With Aqua-Spark trying to build an “ecosystem of companies” that support one another, Velkova said a down market also helps ensure that companies within the firm’s network are willing to collaborate with other portfolio companies and with the industry as a whole.

“The first thing we look at, and for us [this] is actually a dealbreaker, is if [the company has] a leadership team who shares our view and our mission in transforming the industry. We're also looking for teams who know and understand their markets inside and out – entrepreneurs who understand the problem and are focused on [it]. You see very early on if they really have focus on what the problem is they want to solve. [The companies we work with] understand the pain points, can articulate them, and they have solutions,” she said. “As a long-term investor, you're going to be spending [a lot of time] working with these people – for decades, maybe even more – and you want to have the feeling that you're on the same page, that you're going to be fighting the same battles at the same time.”

For investors like S2G that are in the business of developing exit strategies, shaping and preparing companies for sale begins almost immediately, with the due diligence team looking ahead to what the situation could look like in five or years or so and what each company and investor needs to accomplish together in that time, Gilkes said.

“What can the investor bring to that relationship? What can the company or that management team bring to the relationship? What is the path and what needs to change over time?” he said. “You might look at it and say, ‘For us to get to where we want to be on the exit, we need to have this team in place. These are the key pieces we don't really have or the management team we think will drive scale, value, and growth.’ You're going to have a handful of different KPIs that are going to be important.”
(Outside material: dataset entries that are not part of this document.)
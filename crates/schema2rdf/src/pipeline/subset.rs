//! Restrict a model table to the attribute closure of selected nodes.

use std::collections::HashSet;

use crate::error::ModelError;
use crate::model::record::{AttributeRecord, ModelTable, NODE_MARKER};

use super::closure::AttributeIndex;

/// Keep the requested node rows, every attribute reachable from them and
/// nothing else. Node rows list only the attributes that survive. Rows
/// keep their source order.
pub fn subset(table: &ModelTable, requested: &[String]) -> Result<ModelTable, ModelError> {
    let index = AttributeIndex::new(table);
    let mut kept_nodes = HashSet::new();
    let mut kept_attributes = HashSet::new();

    for name in requested {
        let node = index
            .node(name)
            .ok_or_else(|| ModelError::UnknownNode(name.clone()))?;
        kept_nodes.insert(node.name.as_str());
        for attribute in index.closure(node)? {
            kept_attributes.insert(attribute.identity());
        }
    }

    let records: Vec<AttributeRecord> = table
        .records
        .iter()
        .filter_map(|record| {
            if record.is_node() {
                kept_nodes
                    .contains(record.name.as_str())
                    .then(|| rewrite_node(record, &index, &kept_attributes))
            } else {
                kept_attributes
                    .contains(&record.identity())
                    .then(|| record.clone())
            }
        })
        .collect();

    let subset = ModelTable::new(table.dialect, records);
    log::info!(
        "subset to {:?}: kept {} of {} attributes",
        subset.nodes,
        subset.attributes().count(),
        table.attributes().count()
    );
    Ok(subset)
}

fn rewrite_node(
    node: &AttributeRecord,
    index: &AttributeIndex<'_>,
    kept: &HashSet<(Option<&str>, &str)>,
) -> AttributeRecord {
    let mut depends_on = vec![NODE_MARKER.to_string()];
    depends_on.extend(
        node.dependencies()
            .filter(|dep| {
                index
                    .attribute(&node.name, dep)
                    .is_some_and(|attribute| kept.contains(&attribute.identity()))
            })
            .map(str::to_string),
    );
    AttributeRecord {
        depends_on,
        ..node.clone()
    }
}
//! Error types for each compilation stage.

use std::path::PathBuf;

use thiserror::Error;

/// Errors raised while loading and normalizing a source table.
#[derive(Debug, Error)]
pub enum SourceError {
    #[error("failed to read {}: {source}", path.display())]
    Io {
        path: PathBuf,
        #[source]
        source: std::io::Error,
    },

    #[error("malformed table: {0}")]
    Csv(#[from] csv::Error),

    #[error("cannot infer a dialect for org '{org}' from its name or table header; pass --dialect")]
    UnknownDialect { org: String },

    #[error("unknown dialect '{0}' (expected 'dependency-graph' or 'flat-node-property')")]
    UnknownDialectName(String),

    #[error("missing required column '{column}' for the {dialect} dialect")]
    MissingColumn {
        column: &'static str,
        dialect: &'static str,
    },

    #[error("row {row}: {reason}")]
    MalformedRow { row: usize, reason: String },

    #[error("row {row}: duplicate attribute '{name}'")]
    DuplicateAttribute { row: usize, name: String },
}

/// Errors raised while subsetting and resolving the attribute graph.
#[derive(Debug, Clone, Error, PartialEq, Eq)]
pub enum ModelError {
    #[error("unknown node '{0}'")]
    UnknownNode(String),

    #[error("node '{node}' depends on '{attribute}', which has no attribute row")]
    DanglingReference { node: String, attribute: String },

    #[error("dependency cycle: {}", path.join(" -> "))]
    Cycle { path: Vec<String> },
}

/// Serializer failures. Only I/O can fail once a model is mapped.
#[derive(Debug, Error)]
pub enum EmitError {
    #[error("cannot write {}: {source}", path.display())]
    Io {
        path: PathBuf,
        #[source]
        source: std::io::Error,
    },
}

/// Graph rendering failures. None of these invalidate a written Turtle file.
#[derive(Debug, Error)]
pub enum RenderError {
    #[error("failed to launch '{command}': {source}")]
    Spawn {
        command: String,
        #[source]
        source: std::io::Error,
    },

    #[error("'{command}' exited with {status}: {stderr}")]
    Failed {
        command: String,
        status: String,
        stderr: String,
    },

    #[error("cannot parse Turtle: {0}")]
    Parse(String),

    #[error("I/O error: {0}")]
    Io(#[from] std::io::Error),

    #[error(
        "rendering failed after {attempts} attempts, graph saved to {}: {last}",
        artifact.display()
    )]
    RetryExhausted {
        attempts: u32,
        artifact: PathBuf,
        last: Box<RenderError>,
    },
}

/// Invalid compile settings.
#[derive(Debug, Clone, Error, PartialEq, Eq)]
pub enum ConfigError {
    #[error("base URI '{0}' must be absolute (e.g. https://example.org/model/)")]
    InvalidBaseUri(String),

    #[error("'{0}' is not a valid Turtle prefix name")]
    InvalidPrefix(String),

    #[error("org tag must be non-empty and contain no path separators, got '{0}'")]
    InvalidOrg(String),

    #[error("model version must be non-empty and contain no path separators, got '{0}'")]
    InvalidVersion(String),

    #[error("subset name must be non-empty and contain no path separators, got '{0}'")]
    InvalidSubsetName(String),

    #[error("node '{0}' requested more than once")]
    DuplicateNode(String),
}

/// Any failure that aborts a compilation run.
#[derive(Debug, Error)]
pub enum CompileError {
    #[error(transparent)]
    Config(#[from] ConfigError),

    #[error(transparent)]
    Source(#[from] SourceError),

    #[error(transparent)]
    Model(#[from] ModelError),

    #[error(transparent)]
    Emit(#[from] EmitError),
}
//! The two supported model-table dialects and how one is chosen.

use std::fmt;
use std::str::FromStr;

use crate::error::SourceError;

use super::loader::SourceTable;

/// Layout of a model table.
#[derive(Debug, Clone, Copy, PartialEq, Eq, Hash)]
pub enum Dialect {
    /// One row per attribute; node rows list their attributes in `DependsOn`
    /// next to the `Component` marker.
    DependencyGraph,
    /// One row per (node, property) pair.
    FlatNodeProperty,
}

/// Organizations whose models are known to use a given dialect.
const ORG_DIALECTS: &[(&str, Dialect)] = &[
    ("ada", Dialect::DependencyGraph),
    ("amp-als", Dialect::DependencyGraph),
    ("htan", Dialect::DependencyGraph),
    ("mc2", Dialect::DependencyGraph),
    ("nf", Dialect::DependencyGraph),
    ("cds", Dialect::FlatNodeProperty),
    ("crdc", Dialect::FlatNodeProperty),
    ("gc", Dialect::FlatNodeProperty),
    ("icdc", Dialect::FlatNodeProperty),
];

impl Dialect {
    pub fn as_str(self) -> &'static str {
        match self {
            Dialect::DependencyGraph => "dependency-graph",
            Dialect::FlatNodeProperty => "flat-node-property",
        }
    }

    /// Columns a table of this dialect must carry.
    pub fn required_columns(self) -> &'static [&'static str] {
        match self {
            Dialect::DependencyGraph => &["Attribute", "DependsOn"],
            Dialect::FlatNodeProperty => &["Node", "Property"],
        }
    }

    /// Dialect registered for an organization tag.
    pub fn for_org(org: &str) -> Option<Dialect> {
        ORG_DIALECTS
            .iter()
            .find(|(name, _)| name.eq_ignore_ascii_case(org.trim()))
            .map(|(_, dialect)| *dialect)
    }

    /// Guess the dialect from the header row. `None` when the header fits
    /// neither dialect or both.
    pub fn sniff(table: &SourceTable) -> Option<Dialect> {
        let fits = |d: Dialect| d.required_columns().iter().all(|c| table.has_column(c));
        match (fits(Dialect::DependencyGraph), fits(Dialect::FlatNodeProperty)) {
            (true, false) => Some(Dialect::DependencyGraph),
            (false, true) => Some(Dialect::FlatNodeProperty),
            _ => None,
        }
    }

    /// An explicit dialect wins, then the org lookup, then the header.
    pub fn resolve(
        explicit: Option<Dialect>,
        org: &str,
        table: &SourceTable,
    ) -> Result<Dialect, SourceError> {
        if let Some(dialect) = explicit {
            return Ok(dialect);
        }
        if let Some(dialect) = Self::for_org(org) {
            log::debug!("org '{org}' uses the {dialect} dialect");
            return Ok(dialect);
        }
        let sniffed = Self::sniff(table).ok_or_else(|| SourceError::UnknownDialect {
            org: org.to_string(),
        })?;
        log::info!("org '{org}' is not registered; header looks like {sniffed}");
        Ok(sniffed)
    }
}

impl fmt::Display for Dialect {
    fn fmt(&self, f: &mut fmt::Formatter<'_>) -> fmt::Result {
        f.write_str(self.as_str())
    }
}

impl FromStr for Dialect {
    type Err = SourceError;

    fn from_str(s: &str) -> Result<Self, Self::Err> {
        match s.trim().to_ascii_lowercase().replace('_', "-").as_str() {
            "dependency-graph" | "a" => Ok(Dialect::DependencyGraph),
            "flat-node-property" | "b" => Ok(Dialect::FlatNodeProperty),
            _ => Err(SourceError::UnknownDialectName(s.to_string())),
        }
    }
}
Concerning potential future investments, Velkova said Aqua-Spark has invested widely up and down the shrimp value chain, including feeds, alternative ingredients, and aquaculture technology platforms. However, one of its ongoing aims is to contribute to changing the agriculture space by achieving more value for smallholder farmers, initially in both Indonesia and Vietnam, where the firm has been looking to increase invest in companies pushing forward ideas that feature innovation and transparency.

S2G’s position is similar, Gilkes said. At the start of this year, for example, it invested in Aquaconnect, a full-stack aquaculture technology platform that’s helping bring greater access, transparency, and predictability to India’s aquaculture value chain by leveraging artificial intelligence and other technologies.

“What we saw specifically in India was this ecosystem of smallholder farmers, and we thought there could be a flywheel that would be able to drive broader growth across that ecosystem,” he said. “Part of that flywheel was driven by access to financing – the ability to pair the working capital needs of farmers with financing to allow them to procure the right inputs to be able to drive more output and, ultimately, fuel the supply chain. It’s something that’s got us pretty excited.”